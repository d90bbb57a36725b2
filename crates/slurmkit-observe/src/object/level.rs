use std::str::FromStr;

use serde::{Deserialize, Serialize};
use tracing_subscriber::EnvFilter;

use crate::LoggerError;

/// Validated `EnvFilter` expression.
///
/// Kept as the input string so it can be serialized back; the filter
/// itself is rebuilt on demand.
#[derive(Debug, Clone, Serialize, Deserialize)]
#[serde(try_from = "String", into = "String")]
pub struct LoggerLevel(String);

impl LoggerLevel {
    pub fn new(s: impl Into<String>) -> Result<Self, LoggerError> {
        Self::try_from(s.into())
    }

    #[inline]
    pub fn as_str(&self) -> &str {
        &self.0
    }

    /// Build the filter. Infallible: the expression was checked on construction.
    pub fn to_env_filter(&self) -> EnvFilter {
        EnvFilter::try_new(&self.0).unwrap_or_else(|_| EnvFilter::new("info"))
    }
}

impl Default for LoggerLevel {
    fn default() -> Self {
        Self("info".to_string())
    }
}

impl FromStr for LoggerLevel {
    type Err = LoggerError;
    fn from_str(s: &str) -> Result<Self, Self::Err> {
        Self::try_from(s.to_owned())
    }
}

impl TryFrom<String> for LoggerLevel {
    type Error = LoggerError;
    fn try_from(s: String) -> Result<Self, Self::Error> {
        EnvFilter::try_new(&s)
            .map(|_| Self(s.clone()))
            .map_err(|e| LoggerError::InvalidLevel(format!("{s}: {e}")))
    }
}

impl From<LoggerLevel> for String {
    fn from(l: LoggerLevel) -> Self {
        l.0
    }
}

#[cfg(test)]
mod tests {
    use super::LoggerLevel;

    #[test]
    fn accepts_plain_and_directive_levels() {
        for lvl in ["info", "debug", "slurmkit_core=trace,warn"] {
            assert!(lvl.parse::<LoggerLevel>().is_ok(), "rejected {lvl}");
        }
    }

    #[test]
    fn rejects_unknown_level_names() {
        for lvl in ["slurmkit_core=loud", "a=trace,b=wat"] {
            assert!(lvl.parse::<LoggerLevel>().is_err(), "accepted {lvl}");
        }
    }

    #[test]
    fn serde_from_plain_string() {
        let lvl: LoggerLevel = serde_json::from_str(r#""debug""#).unwrap();
        assert_eq!(lvl.as_str(), "debug");
        assert!(serde_json::from_str::<LoggerLevel>(r#""x=nope""#).is_err());
    }
}
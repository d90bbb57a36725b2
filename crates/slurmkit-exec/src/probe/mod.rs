//! Scheduler version probe.
//!
//! Runs the scheduler's query binary with a single version flag via
//! `tokio::process::Command` and reads the version off stdout. Three outcomes
//! are kept apart: a version string, the `"Unknown"` sentinel (binary ran
//! but failed), and `None` (binary not installed).
mod runner;
mod version;

pub use runner::probe_version;
pub use version::SchedulerVersion;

┄┄┄┄┄┄┄┄┄┄┄┄┄┄┄┄┄┄┄┄

§ **TASK DETAILS**
All of the records above should be given again exactly as written.

§ **WRITTEN REPLY**
repository d90bbb57a36725b2
filename crates/slurmkit-observe/src/object/level.rs
use std::str::FromStr;

use serde::{Deserialize, Serialize};
use tracing_subscriber::EnvFilter;

use crate::LoggerError;

/// Validated `EnvFilter` expression.
///
/// Kept as the input string so it can be serialized back; the filter
/// itself is rebuilt on demand.
#[derive(Debug, Clone, Serialize, Deserialize)]
#[serde(try_from = "String", into = "String")]
pub struct LoggerLevel(String);

impl LoggerLevel {
    pub fn new(s: impl Into<String>) -> Result<Self, LoggerError> {
        Self::try_from(s.into())
    }

    #[inline]
    pub fn as_str(&self) -> &str {
        &self.0
    }

    /// Build the filter. Infallible: the expression was checked on construction.
    pub fn to_env_filter(&self) -> EnvFilter {
        EnvFilter::try_new(&self.0).unwrap_or_else(|_| EnvFilter::new("info"))
    }
}

impl Default for LoggerLevel {
    fn default() -> Self {
        Self("info".to_string())
    }
}

impl FromStr for LoggerLevel {
    type Err = LoggerError;
    fn from_str(s: &str) -> Result<Self, Self::Err> {
        Self::try_from(s.to_owned())
    }
}

impl TryFrom<String> for LoggerLevel {
    type Error = LoggerError;
    fn try_from(s: String) -> Result<Self, Self::Error> {
        EnvFilter::try_new(&s)
            .map(|_| Self(s.clone()))
            .map_err(|e| LoggerError::InvalidLevel(format!("{s}: {e}")))
    }
}

impl From<LoggerLevel> for String {
    fn from(l: LoggerLevel) -> Self {
        l.0
    }
}

#[cfg(test)]
mod tests {
    use super::LoggerLevel;

    #[test]
    fn accepts_plain_and_directive_levels() {
        for lvl in ["info", "debug", "slurmkit_core=trace,warn"] {
            assert!(lvl.parse::<LoggerLevel>().is_ok(), "rejected {lvl}");
        }
    }

    #[test]
    fn rejects_unknown_level_names() {
        for lvl in ["slurmkit_core=loud", "a=trace,b=wat"] {
            assert!(lvl.parse::<LoggerLevel>().is_err(), "accepted {lvl}");
        }
    }

    #[test]
    fn serde_from_plain_string() {
        let lvl: LoggerLevel = serde_json::from_str(r#""debug""#).unwrap();
        assert_eq!(lvl.as_str(), "debug");
        assert!(serde_json::from_str::<LoggerLevel>(r#""x=nope""#).is_err());
    }
}
repository d90bbb57a36725b2
filename crates/slurmkit-exec/src/probe/mod.rs
//! Scheduler version probe.
//!
//! Runs the scheduler's query binary with a single version flag via
//! `tokio::process::Command` and reads the version off stdout. Three outcomes
//! are kept apart: a version string, the `"Unknown"` sentinel (binary ran
//! but failed), and `None` (binary not installed).
mod runner;
mod version;

pub use runner::probe_version;
pub use version::SchedulerVersion;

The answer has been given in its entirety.